Versace, another brand upgrading its watches, offers interchangeable leather straps with a steel bracelet in bronze, black or navy metallic PVD; you can also change the bezel top ring from the brand logo to a tachymeter. And Hublot’s One Click system on Big Bang models enables you to snap straps on and off, though you have to buy the extra straps.
The biggest change in straps is the popularity of the sporty-looking fabric Nato strap, derived from a 1973 military original. It passes through loops so it is simple to change and adjust.

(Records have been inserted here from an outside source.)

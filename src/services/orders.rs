use crate::{
    db::DbPool,
    entities::{order, order_item},
    errors::ServiceError,
    events::{Event, EventSender},
    services::{inventory::InventoryService, rollups},
};
use chrono::{DateTime, NaiveDate, Utc};
use dashmap::DashMap;
use rust_decimal::Decimal;
use sea_orm::{
    ActiveModelTrait, ColumnTrait, EntityTrait, QueryFilter, Set, TransactionTrait,
};
use serde::{Deserialize, Serialize};
use std::sync::Arc;
use tokio::sync::Mutex;
use uuid::Uuid;
use tracing::{info, instrument, warn};
use validator::Validate;

/// Bounded retry budget for transient storage conflicts.
const MAX_COMMIT_ATTEMPTS: u32 = 3;

#[derive(Debug, Clone, Serialize, Deserialize, Validate)]
pub struct CreateOrderRequest {
    pub user_id: Uuid,
    /// Calendar date of the order; defaults to the current UTC date.
    pub order_date: Option<NaiveDate>,
    #[validate(length(min = 1, message = "At least one item is required"))]
    pub items: Vec<CreateOrderItem>,
}

#[derive(Debug, Clone, Serialize, Deserialize)]
pub struct CreateOrderItem {
    pub product_id: Uuid,
    pub quantity: i32,
    /// Price captured at order time; stored as a historical snapshot.
    pub unit_price: Decimal,
}

#[derive(Debug, Serialize, Deserialize)]
pub struct OrderResponse {
    pub id: Uuid,
    pub user_id: Uuid,
    pub order_date: NaiveDate,
    pub transaction_reference: String,
    pub order_amount: Decimal,
    pub created_at: DateTime<Utc>,
    pub items: Vec<OrderItemResponse>,
}

#[derive(Debug, Serialize, Deserialize)]
pub struct OrderItemResponse {
    pub id: Uuid,
    pub product_id: Uuid,
    pub quantity: i32,
    pub unit_price: Decimal,
}

/// Order intake orchestrator: stock reservation, ledger append, and rollup
/// recomputation as one atomic unit, followed by best-effort change
/// notification after the commit.
#[derive(Clone)]
pub struct OrderService {
    db_pool: Arc<DbPool>,
    inventory: InventoryService,
    event_sender: Option<Arc<EventSender>>,
    /// Serializes intakes per calendar date; the rollup
    /// read-recompute-write cycle loses updates otherwise.
    date_locks: Arc<DashMap<NaiveDate, Arc<Mutex<()>>>>,
}

impl OrderService {
    pub fn new(
        db_pool: Arc<DbPool>,
        inventory: InventoryService,
        event_sender: Option<Arc<EventSender>>,
    ) -> Self {
        Self {
            db_pool,
            inventory,
            event_sender,
            date_locks: Arc::new(DashMap::new()),
        }
    }

    /// Creates an order: reserves stock for every line item, appends the
    /// order and its items to the ledger, and refreshes both daily rollups,
    /// all in one transaction. Notification failures never fail the order.
    #[instrument(skip(self, request), fields(user_id = %request.user_id))]
    pub async fn create_order(
        &self,
        request: CreateOrderRequest,
    ) -> Result<OrderResponse, ServiceError> {
        request
            .validate()
            .map_err(|e| ServiceError::ValidationError(e.to_string()))?;
        for item in &request.items {
            if item.quantity <= 0 {
                return Err(ServiceError::ValidationError(format!(
                    "Quantity for product {} must be positive",
                    item.product_id
                )));
            }
            if item.unit_price <= Decimal::ZERO {
                return Err(ServiceError::ValidationError(format!(
                    "Unit price for product {} must be positive",
                    item.product_id
                )));
            }
        }

        let order_date = request.order_date.unwrap_or_else(|| Utc::now().date_naive());

        let date_lock = self.date_lock(order_date);
        let result = {
            let _guard = date_lock.lock().await;

            let mut attempt = 0;
            loop {
                attempt += 1;
                match self.commit_order(&request, order_date).await {
                    Ok(result) => break Ok(result),
                    Err(e) if e.is_transient_conflict() => {
                        if attempt >= MAX_COMMIT_ATTEMPTS {
                            break Err(retries_exhausted(e));
                        }
                        warn!(attempt, error = %e, "Order commit hit a transient conflict; retrying");
                    }
                    Err(e) => break Err(e),
                }
            }
        };
        drop(date_lock);
        self.release_date_lock(order_date);

        let (saved_order, saved_items) = result?;

        info!(
            order_id = %saved_order.id,
            order_date = %order_date,
            order_amount = %saved_order.order_amount,
            "Order created"
        );

        self.publish_change_events(&saved_order).await;

        Ok(Self::to_response(saved_order, saved_items))
    }

    /// Lock serializing intakes for one calendar date.
    fn date_lock(&self, date: NaiveDate) -> Arc<Mutex<()>> {
        self.date_locks
            .entry(date)
            .or_insert_with(|| Arc::new(Mutex::new(())))
            .clone()
    }

    /// Evicts the date's lock entry once no task holds it. A waiter still
    /// holding its clone keeps the entry alive; the map never grows beyond
    /// the dates currently in flight.
    fn release_date_lock(&self, date: NaiveDate) {
        self.date_locks
            .remove_if(&date, |_, lock| Arc::strong_count(lock) == 1);
    }

    /// One attempt at the atomic unit of work. The transaction rolls back
    /// on drop if any step fails, undoing every stock decrement and any
    /// rollup write.
    async fn commit_order(
        &self,
        request: &CreateOrderRequest,
        order_date: NaiveDate,
    ) -> Result<(order::Model, Vec<order_item::Model>), ServiceError> {
        let db = &*self.db_pool;
        let txn = db.begin().await?;

        for item in &request.items {
            self.inventory
                .reserve(&txn, item.product_id, item.quantity)
                .await?;
        }

        let order_amount: Decimal = request
            .items
            .iter()
            .map(|i| i.unit_price * Decimal::from(i.quantity))
            .sum();

        let order_id = Uuid::new_v4();
        let saved_order = order::ActiveModel {
            id: Set(order_id),
            user_id: Set(request.user_id),
            order_date: Set(order_date),
            transaction_reference: Set(new_transaction_reference()),
            order_amount: Set(order_amount),
            created_at: Set(Utc::now()),
        }
        .insert(&txn)
        .await?;

        let mut saved_items = Vec::with_capacity(request.items.len());
        for item in &request.items {
            let saved = order_item::ActiveModel {
                id: Set(Uuid::new_v4()),
                order_id: Set(order_id),
                product_id: Set(item.product_id),
                quantity: Set(item.quantity),
                unit_price: Set(item.unit_price),
            }
            .insert(&txn)
            .await?;
            saved_items.push(saved);
        }

        rollups::refresh_for_date(&txn, order_date, &saved_items).await?;

        txn.commit().await?;

        Ok((saved_order, saved_items))
    }

    /// Fire-and-forget dashboard notifications, published only after the
    /// commit. Failures are logged and swallowed.
    async fn publish_change_events(&self, saved_order: &order::Model) {
        let Some(sender) = &self.event_sender else {
            return;
        };

        let events = [
            Event::NewOrder {
                order_id: saved_order.id,
                order_date: saved_order.order_date,
                user_id: saved_order.user_id,
            },
            Event::RevenueUpdate {
                order_date: saved_order.order_date,
                order_amount: saved_order.order_amount,
            },
            Event::SalesUpdate {
                order_id: saved_order.id,
                total_amount: saved_order.order_amount,
            },
        ];

        for event in events {
            if let Err(e) = sender.send(event).await {
                warn!(order_id = %saved_order.id, error = %e, "Failed to publish change notification");
            }
        }
    }

    /// Retrieves a single order with its items.
    #[instrument(skip(self), fields(order_id = %order_id))]
    pub async fn get_order(&self, order_id: Uuid) -> Result<OrderResponse, ServiceError> {
        let db = &*self.db_pool;

        let found = order::Entity::find_by_id(order_id)
            .one(db)
            .await?
            .ok_or_else(|| {
                ServiceError::NotFound(format!("Order with ID {} not found", order_id))
            })?;

        let items = order_item::Entity::find()
            .filter(order_item::Column::OrderId.eq(order_id))
            .all(db)
            .await?;

        Ok(Self::to_response(found, items))
    }

    /// Lists all orders with their items, newest first.
    #[instrument(skip(self))]
    pub async fn list_orders(&self) -> Result<Vec<OrderResponse>, ServiceError> {
        let db = &*self.db_pool;
        let rows = order::Entity::find()
            .find_with_related(order_item::Entity)
            .all(db)
            .await?;
        Ok(Self::to_sorted_responses(rows))
    }

    /// Lists one user's orders with their items, newest first.
    #[instrument(skip(self), fields(user_id = %user_id))]
    pub async fn list_orders_by_user(
        &self,
        user_id: Uuid,
    ) -> Result<Vec<OrderResponse>, ServiceError> {
        let db = &*self.db_pool;
        let rows = order::Entity::find()
            .filter(order::Column::UserId.eq(user_id))
            .find_with_related(order_item::Entity)
            .all(db)
            .await?;
        Ok(Self::to_sorted_responses(rows))
    }

    fn to_sorted_responses(
        rows: Vec<(order::Model, Vec<order_item::Model>)>,
    ) -> Vec<OrderResponse> {
        let mut responses: Vec<OrderResponse> = rows
            .into_iter()
            .map(|(o, items)| Self::to_response(o, items))
            .collect();
        responses.sort_by(|a, b| b.created_at.cmp(&a.created_at));
        responses
    }

    fn to_response(model: order::Model, items: Vec<order_item::Model>) -> OrderResponse {
        OrderResponse {
            id: model.id,
            user_id: model.user_id,
            order_date: model.order_date,
            transaction_reference: model.transaction_reference,
            order_amount: model.order_amount,
            created_at: model.created_at,
            items: items
                .into_iter()
                .map(|i| OrderItemResponse {
                    id: i.id,
                    product_id: i.product_id,
                    quantity: i.quantity,
                    unit_price: i.unit_price,
                })
                .collect(),
        }
    }
}

fn new_transaction_reference() -> String {
    let token = Uuid::new_v4().simple().to_string();
    format!("TXN-{}", &token[..12])
}

/// A transient conflict that survived the whole retry budget is surfaced
/// as a `Conflict`, not as the underlying storage error.
fn retries_exhausted(last: ServiceError) -> ServiceError {
    ServiceError::Conflict(format!(
        "Order commit kept conflicting after {} attempts: {}",
        MAX_COMMIT_ATTEMPTS, last
    ))
}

Tudor has offered an extra fabric strap on all its Heritage models since 2010. They are made by a traditional passementerie company in France, with any pattern woven in. Its newest is the faded, fine-striped khaki strap, which comes with the vintage-looking Black Bay Bronze, along with an “aged” leather one. Its Pelagos diving models have an extra rubber strap.
Omega has also embraced the Nato strap after the runaway success of its special James Bond model for Spectre, with its black and grey striped strap. There are eight strap variants in two sizes, which fit a wide range of models and come with an instruction manual and tool kit. Bulova’s re-edited Moonwatch also has two straps — in black, textured leather and NASA-style nylon based on the original.
Timex have also responded to the desire for changeability by launching a wide range of cheerfully striped nylon or soft leather straps for their new two-size Weekender model. “We responded to customers’ requests to add a splash of colour,” says UK marketing manager Stephanie Rigby. “This is an affordable way to change your look in a matter of seconds.”
While the Timex straps are £14.99 each, a bespoke erotic Blancpain creation is well over £300,000. Whatever you desire in a watch, there is individuality for everyone.